### Problem statement
Return the records, each one exactly as written.

[Opening Task material section]

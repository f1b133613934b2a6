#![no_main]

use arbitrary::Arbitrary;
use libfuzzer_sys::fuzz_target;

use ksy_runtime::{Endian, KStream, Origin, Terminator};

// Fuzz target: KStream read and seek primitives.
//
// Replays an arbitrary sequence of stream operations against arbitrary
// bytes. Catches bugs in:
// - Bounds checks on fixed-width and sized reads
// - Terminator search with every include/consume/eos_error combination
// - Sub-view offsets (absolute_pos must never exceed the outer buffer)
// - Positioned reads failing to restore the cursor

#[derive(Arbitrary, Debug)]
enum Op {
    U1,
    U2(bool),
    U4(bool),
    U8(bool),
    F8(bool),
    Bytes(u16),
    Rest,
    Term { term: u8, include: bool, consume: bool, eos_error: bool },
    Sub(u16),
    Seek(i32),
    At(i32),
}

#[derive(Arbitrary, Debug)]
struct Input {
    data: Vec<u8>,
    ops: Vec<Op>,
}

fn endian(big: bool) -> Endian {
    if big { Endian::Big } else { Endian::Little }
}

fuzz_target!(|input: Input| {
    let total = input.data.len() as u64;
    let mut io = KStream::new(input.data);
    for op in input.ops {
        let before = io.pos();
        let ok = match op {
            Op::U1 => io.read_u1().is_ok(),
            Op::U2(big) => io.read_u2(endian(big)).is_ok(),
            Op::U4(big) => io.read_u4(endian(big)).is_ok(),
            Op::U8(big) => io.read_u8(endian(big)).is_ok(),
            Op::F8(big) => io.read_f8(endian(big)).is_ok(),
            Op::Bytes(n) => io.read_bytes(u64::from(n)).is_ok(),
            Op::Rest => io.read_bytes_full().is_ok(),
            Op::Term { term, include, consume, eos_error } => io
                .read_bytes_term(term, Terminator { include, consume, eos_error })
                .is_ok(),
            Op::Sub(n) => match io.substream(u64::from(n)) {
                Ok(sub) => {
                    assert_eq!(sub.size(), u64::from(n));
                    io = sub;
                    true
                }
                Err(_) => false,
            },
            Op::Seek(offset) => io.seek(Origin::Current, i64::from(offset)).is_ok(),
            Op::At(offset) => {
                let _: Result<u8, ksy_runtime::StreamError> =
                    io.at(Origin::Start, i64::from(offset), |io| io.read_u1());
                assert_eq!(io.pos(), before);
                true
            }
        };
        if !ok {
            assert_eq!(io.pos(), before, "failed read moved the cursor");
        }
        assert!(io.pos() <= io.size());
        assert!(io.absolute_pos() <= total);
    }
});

[Closing Task material section]

### Expected output
repository f1b133613934b2a6
#![no_main]

use arbitrary::Arbitrary;
use libfuzzer_sys::fuzz_target;

use ksy_runtime::{Endian, KStream, Origin, Terminator};

// Fuzz target: KStream read and seek primitives.
//
// Replays an arbitrary sequence of stream operations against arbitrary
// bytes. Catches bugs in:
// - Bounds checks on fixed-width and sized reads
// - Terminator search with every include/consume/eos_error combination
// - Sub-view offsets (absolute_pos must never exceed the outer buffer)
// - Positioned reads failing to restore the cursor

#[derive(Arbitrary, Debug)]
enum Op {
    U1,
    U2(bool),
    U4(bool),
    U8(bool),
    F8(bool),
    Bytes(u16),
    Rest,
    Term { term: u8, include: bool, consume: bool, eos_error: bool },
    Sub(u16),
    Seek(i32),
    At(i32),
}

#[derive(Arbitrary, Debug)]
struct Input {
    data: Vec<u8>,
    ops: Vec<Op>,
}

fn endian(big: bool) -> Endian {
    if big { Endian::Big } else { Endian::Little }
}

fuzz_target!(|input: Input| {
    let total = input.data.len() as u64;
    let mut io = KStream::new(input.data);
    for op in input.ops {
        let before = io.pos();
        let ok = match op {
            Op::U1 => io.read_u1().is_ok(),
            Op::U2(big) => io.read_u2(endian(big)).is_ok(),
            Op::U4(big) => io.read_u4(endian(big)).is_ok(),
            Op::U8(big) => io.read_u8(endian(big)).is_ok(),
            Op::F8(big) => io.read_f8(endian(big)).is_ok(),
            Op::Bytes(n) => io.read_bytes(u64::from(n)).is_ok(),
            Op::Rest => io.read_bytes_full().is_ok(),
            Op::Term { term, include, consume, eos_error } => io
                .read_bytes_term(term, Terminator { include, consume, eos_error })
                .is_ok(),
            Op::Sub(n) => match io.substream(u64::from(n)) {
                Ok(sub) => {
                    assert_eq!(sub.size(), u64::from(n));
                    io = sub;
                    true
                }
                Err(_) => false,
            },
            Op::Seek(offset) => io.seek(Origin::Current, i64::from(offset)).is_ok(),
            Op::At(offset) => {
                let _: Result<u8, ksy_runtime::StreamError> =
                    io.at(Origin::Start, i64::from(offset), |io| io.read_u1());
                assert_eq!(io.pos(), before);
                true
            }
        };
        if !ok {
            assert_eq!(io.pos(), before, "failed read moved the cursor");
        }
        assert!(io.pos() <= io.size());
        assert!(io.absolute_pos() <= total);
    }
});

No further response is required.